4th DCA Reverses DC – Intent to Evade Taxes Does Not Makes sequent Violations of FBAR Rules Willful – Willful Blindness Does.

United States v. J.Bryan Williams; No. 10-2230
Decided: July 20, 2012 Reversed by unpublished opinion. Judge Shedd wrote the majority opinion, in which Judge Motzconcurred. Judge Agee wrote a dissenting opinion. Unpublished opinions are not binding precedent in this circuit.  

The parties agree that Williams violated § 5314 by failing to timely file an FBAR for tax year 2000. The only question is whether the violation was willful.
The district court found that:
(1) Williams "lacked any motivation to willfully conceal the accounts from authorities" because they were already aware of the accounts and
(2) his failure to disclose the accounts "was not an act undertaken intentionally or in deliberate disregard for the law, but instead constituted an understandable omission given the context in which it occurred."5 J.A. 378-79.Therefore, the district court found that Williams's violation of § 5314 was not willful.
"Willfulness may be proven through inference from conduct meant to conceal or mislead sources of income or other financial information," and it "can be inferred from a conscious effort to avoid learning about reporting requirements." United States v. Sturman, 951 F.2d 1466, 1476 (6th Cir. 1991) (internal citations omitted) (noting willfulness standard in criminal conviction for failure to file an FBAR).
Similarly, "willful blindness" may be inferred where "a defendant was subjectively aware of a high probability of the existence of a tax liability, and purposefully avoided learning the facts point to such liability." United States v. Poole, 640 F.3d 114, 122 (4th Cir. 2011) (affirming criminal conviction for willful tax fraud where tax preparer "closed his eyes to" large accounting discrepancies).
Importantly, in cases "where willfulness is a statutory condition of civil liability, [courts] have generally taken it to cover not only knowing violations of a standard, but reckless ones as well." Safeco Ins. Co. of America v. Burr, 551 U.S. 47, 57 (2007) (emphasis added).Whether a person has willfully failed to comply with a tax reporting requirement is a question of fact. Rykoff v. United States, 40 F.3d 305, 307 (9th Cir. 1994); accord United States v. Gormley, 201 F.3d 290, 294 (4th Cir. 2000) ("[T]he question of willfulness is essentially a finding of fact.").

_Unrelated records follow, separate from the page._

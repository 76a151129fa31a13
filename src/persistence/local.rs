//! Browser LocalStorage backend

use super::{Storage, StorageError};

/// Window LocalStorage. Each operation re-fetches the handle so a storage that
/// becomes available later (or is revoked) is picked up.
#[derive(Debug, Clone, Copy, Default)]
pub struct LocalStorage;

impl LocalStorage {
    fn storage() -> Result<web_sys::Storage, StorageError> {
        web_sys::window()
            .and_then(|w| w.local_storage().ok())
            .flatten()
            .ok_or_else(|| StorageError::Unavailable("LocalStorage not accessible".to_string()))
    }
}

impl Storage for LocalStorage {
    fn get(&self, key: &str) -> Result<Option<String>, StorageError> {
        Self::storage()?
            .get_item(key)
            .map_err(|e| StorageError::Unavailable(format!("{:?}", e)))
    }

    fn set(&mut self, key: &str, value: &str) -> Result<(), StorageError> {
        Self::storage()?
            .set_item(key, value)
            .map_err(|e| StorageError::Unavailable(format!("{:?}", e)))
    }
}
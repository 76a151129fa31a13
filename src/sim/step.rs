//! Motion step and boundary check

use super::drop::Raindrop;
use crate::consts::*;

/// Result of splitting drops at the boundary line
#[derive(Debug, Clone, Default, PartialEq)]
pub struct Partition {
    /// Still above the line
    pub in_bounds: Vec<Raindrop>,
    /// At or past the line
    pub out_of_bounds: Vec<Raindrop>,
}

/// Y coordinate where the answer panel begins. A drop whose centre reaches it is missed.
pub fn boundary_threshold() -> f32 {
    FIELD_HEIGHT - INPUT_PANEL_HEIGHT
}

/// Move every drop down by its own fall speed, preserving order
pub fn advance(drops: &[Raindrop]) -> Vec<Raindrop> {
    drops.iter().map(Raindrop::advanced).collect()
}

/// Split drops into those with `y < threshold` and the rest, preserving order
pub fn partition_by_boundary(drops: Vec<Raindrop>, threshold: f32) -> Partition {
    let (in_bounds, out_of_bounds) = drops.into_iter().partition(|d| d.pos.y < threshold);
    Partition {
        in_bounds,
        out_of_bounds,
    }
}
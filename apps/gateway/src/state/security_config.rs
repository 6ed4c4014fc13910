/// JWT verification settings, captured once at startup and passed by value.
#[derive(Debug, Clone)]
pub struct SecurityConfig {
    /// Symmetric signing secret. May legitimately be empty when the gateway
    /// runs in remote-validation-only mode; the token parser then reports
    /// the missing secret as its own failure class at parse time.
    pub jwt_secret: Vec<u8>,
}

impl SecurityConfig {
    pub fn new(jwt_secret: impl Into<Vec<u8>>) -> Self {
        Self {
            jwt_secret: jwt_secret.into(),
        }
    }

    /// Read `JWT_TOKEN_SECRET` from the process environment. Absence is not
    /// fatal here; it surfaces per-parse as "authentication secret not
    /// found".
    pub fn from_env() -> Self {
        Self::new(std::env::var("JWT_TOKEN_SECRET").unwrap_or_default())
    }
}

The opinion points out that there is evidence supporting the conclusion that Williams' failure to file the FBAR was willful, particularly where a "willful violation" can include "willful blindness to the FBAR requirement" or "intentional ignorance." Maj. Op. at 12.

  • "Thus, we are convinced that, at a minimum, Williams's undisputed actions establish reckless conduct, which satisfies the proof requirement under § 5314. Safeco Ins., 551 U.S. at 57. 
  • Accordingly, we conclude that the district court clearly erred in finding that willfulness had not been established. For the foregoing reasons, we reverse the judgment of the district court and remand this case for proceedings consistent with this opinion."